Embedded Computing Systems

(3-0-3-4)

CMPE Degree: This course is Elective for the CMPE degree.

EE Degree: This course is Elective for the EE degree.

Lab Hours: 0 supervised lab hours and 3 unsupervised lab hours.

Technical Interest Group(s) / Course Type(s): VLSI Systems and Digital Design

Course Coordinator:

Prerequisites: ECE 3056 [min C]

Corequisites: None.

Catalog Description

Algorithms and methodologies for the design of real-time, low-power embedded computing systems.

Course Outcomes

  1. design and implement embedded computing systems, including software and hardware.
  2. develop verification/validation evaluation methods for these hardware and software components and analyze and interpret the resulting data.
  3. write laboratory reports and documentation conforming to technical writing standards, including widely used methodologies for design documentation.
  4. analyze the execution time of small sections of assembly language code.
  5. analyze and estimate the worst-case execution time of a program.
  6. analyze and estimate the worst-case power consumption of a program.
  7. describe CPU mechanisms that support context switching.
  8. describe the steps required to switch contexts in a CPU.
  9. compute the CPU utilization of a set of tasks.
  10. analyze the schedulability of a set of tasks using rate monotonic scheduling.
  11. design and implement software that performs a real-time task.
  12. describe an embedded computing system design using UML.
  13. decompose a set of requirements for an embedded computing system into a set of tasks.

Student Outcomes

In the parentheses for each Student Outcome:
"P" for primary indicates the outcome is a major focus of the entire course.
“M” for moderate indicates the outcome is the focus of at least one component of the course, but not majority of course material.
“LN” for “little to none” indicates that the course does not contribute significantly to this outcome.
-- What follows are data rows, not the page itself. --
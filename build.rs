//! Build script for fuzzy-tip
//!
//! Embeds the package version and target triple for `--version`.

use std::env;

fn main() {
    println!("cargo:rerun-if-changed=build.rs");

    let version = env::var("CARGO_PKG_VERSION").unwrap_or_else(|_| "unknown".to_string());
    println!("cargo:rustc-env=FUZZY_TIP_VERSION={}", version);

    let target = env::var("TARGET").unwrap_or_else(|_| "unknown".to_string());
    println!("cargo:rustc-env=FUZZY_TIP_TARGET={}", target);
}
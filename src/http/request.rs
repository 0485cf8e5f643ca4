//! Inbound request validation and identification.
//!
//! # Responsibilities
//! - Generate unique request IDs (UUID v4) for correlation
//! - Reject protocol-inconsistent requests before any forwarding work
//!
//! # Design Decisions
//! - Request ID added as early as possible for tracing
//! - Validation failures are client errors (400), not system faults

use axum::body::Body;
use axum::http::{header, HeaderValue, Method, Request};
use tower_http::request_id::{MakeRequestId, RequestId};
use uuid::Uuid;

use crate::error::{ProxyError, Result};

/// Header carrying the per-request correlation ID.
pub const X_REQUEST_ID: &str = "x-request-id";

/// Request ID maker producing UUID v4 values.
#[derive(Clone, Copy, Default)]
pub struct UuidRequestId;

impl MakeRequestId for UuidRequestId {
    fn make_request_id<B>(&mut self, _request: &Request<B>) -> Option<RequestId> {
        let value = HeaderValue::from_str(&Uuid::new_v4().to_string()).ok()?;
        Some(RequestId::new(value))
    }
}

/// Validate that an inbound request is well-formed enough to forward.
///
/// Hyper has already parsed the request line and headers; what remains is
/// message-framing consistency and methods the forwarding path cannot
/// carry.
pub fn validate(request: &Request<Body>) -> Result<()> {
    if request.method() == Method::CONNECT {
        return Err(ProxyError::MalformedRequest(
            "CONNECT is not supported".to_string(),
        ));
    }

    let headers = request.headers();

    // RFC 7230 §3.3.3: a message with both framing headers is malformed.
    if headers.contains_key(header::TRANSFER_ENCODING)
        && headers.contains_key(header::CONTENT_LENGTH)
    {
        return Err(ProxyError::MalformedRequest(
            "both Transfer-Encoding and Content-Length present".to_string(),
        ));
    }

    let mut lengths = headers.get_all(header::CONTENT_LENGTH).iter();
    if let Some(first) = lengths.next() {
        let parsed = first
            .to_str()
            .ok()
            .and_then(|v| v.trim().parse::<u64>().ok());
        if parsed.is_none() {
            return Err(ProxyError::MalformedRequest(
                "invalid Content-Length".to_string(),
            ));
        }
        if lengths.any(|other| other != first) {
            return Err(ProxyError::MalformedRequest(
                "conflicting Content-Length values".to_string(),
            ));
        }
    }

    Ok(())
}

#[cfg(test)]
mod tests {
    use super::*;

    fn request() -> axum::http::request::Builder {
        Request::builder().uri("/v1/ping")
    }

    #[test]
    fn plain_get_is_valid() {
        let req = request().body(Body::empty()).unwrap();
        assert!(validate(&req).is_ok());
    }

    #[test]
    fn connect_is_rejected() {
        let req = Request::builder()
            .method(Method::CONNECT)
            .uri("example.com:443")
            .body(Body::empty())
            .unwrap();
        assert!(validate(&req).is_err());
    }

    #[test]
    fn conflicting_framing_headers_are_rejected() {
        let req = request()
            .header(header::TRANSFER_ENCODING, "chunked")
            .header(header::CONTENT_LENGTH, "3")
            .body(Body::empty())
            .unwrap();
        assert!(validate(&req).is_err());
    }

    #[test]
    fn garbage_content_length_is_rejected() {
        let req = request()
            .header(header::CONTENT_LENGTH, "three")
            .body(Body::empty())
            .unwrap();
        assert!(validate(&req).is_err());
    }

    #[test]
    fn duplicate_equal_content_lengths_are_tolerated() {
        let req = request()
            .header(header::CONTENT_LENGTH, "3")
            .header(header::CONTENT_LENGTH, "3")
            .body(Body::empty())
            .unwrap();
        assert!(validate(&req).is_ok());
    }

    #[test]
    fn duplicate_differing_content_lengths_are_rejected() {
        let req = request()
            .header(header::CONTENT_LENGTH, "3")
            .header(header::CONTENT_LENGTH, "4")
            .body(Body::empty())
            .unwrap();
        assert!(validate(&req).is_err());
    }

    #[test]
    fn request_id_maker_produces_parsable_uuids() {
        let mut maker = UuidRequestId;
        let req = request().body(Body::empty()).unwrap();
        let id = maker.make_request_id(&req).unwrap();
        let value = id.header_value().to_str().unwrap().to_string();
        assert!(Uuid::parse_str(&value).is_ok());
    }
}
1. ( P ) An ability to identify, formulate, and solve complex engineering problems by applying principles of engineering, science, and mathematics

2. ( LN ) An ability to apply engineering design to produce solutions that meet specified needs with consideration of public health, safety, and welfare, as well as global, cultural, social, environmental, and economic factors

3. ( LN ) An ability to communicate effectively with a range of audiences

4. ( LN ) An ability to recognize ethical and professional responsibilities in engineering situations and make informed judgments, which must consider the impact of engineering solutions in global, economic, environmental, and societal contexts

5. ( LN ) An ability to function effectively on a team whose members together provide leadership, create a collaborative and inclusive environment, establish goals, plan tasks, and meet objectives

6. ( P ) An ability to develop and conduct appropriate experimentation, analyze and interpret data, and use engineering judgment to draw conclusions

7. ( LN ) An ability to acquire and apply new knowledge as needed, using appropriate learning strategies.

Strategic Performance Indicators (SPIs)

Not Applicable

Course Objectives

  1. learn software performance analysis and optimization including worst-case execution time. [a, c]
  2. perform real-time scheduling. [a]
  3. learn design methodologies for embedded computing systems. [c, k]
  4. design, analyze, simulate, implement, and evaluate embedded hardware and software. [c, k]
  5. use engineering techniques, skills, and tools, including software-based methods for analysis and synthesis of software and hardware [k]
  6. develop basic skills in writing laboratory reports and other documentation as part of a design methodology, including design reviews. [g]

Topical Outline

* Challenges in embedded computing: real-time, low power.
* Comparative computer organization and instruction sets.
* Hardware and software for I/O.
* Instruction-level performance analysis under the influence of pipelines, caches, and memory management.
* Embedded computing platforms.
* Models for computer programs.
* Path-based performance analysis and optimization, worst-case execution time, average case analysis.
* Software power analysis and optimization.
* Processes and tasks.
* Operating system structures for context switching.
* Task graph models and CPU utilization.
* Rate-monotonic and earliest deadline first scheduling.
* Embedded multiprocessors.
* Applications: automotive, multimedia, etc.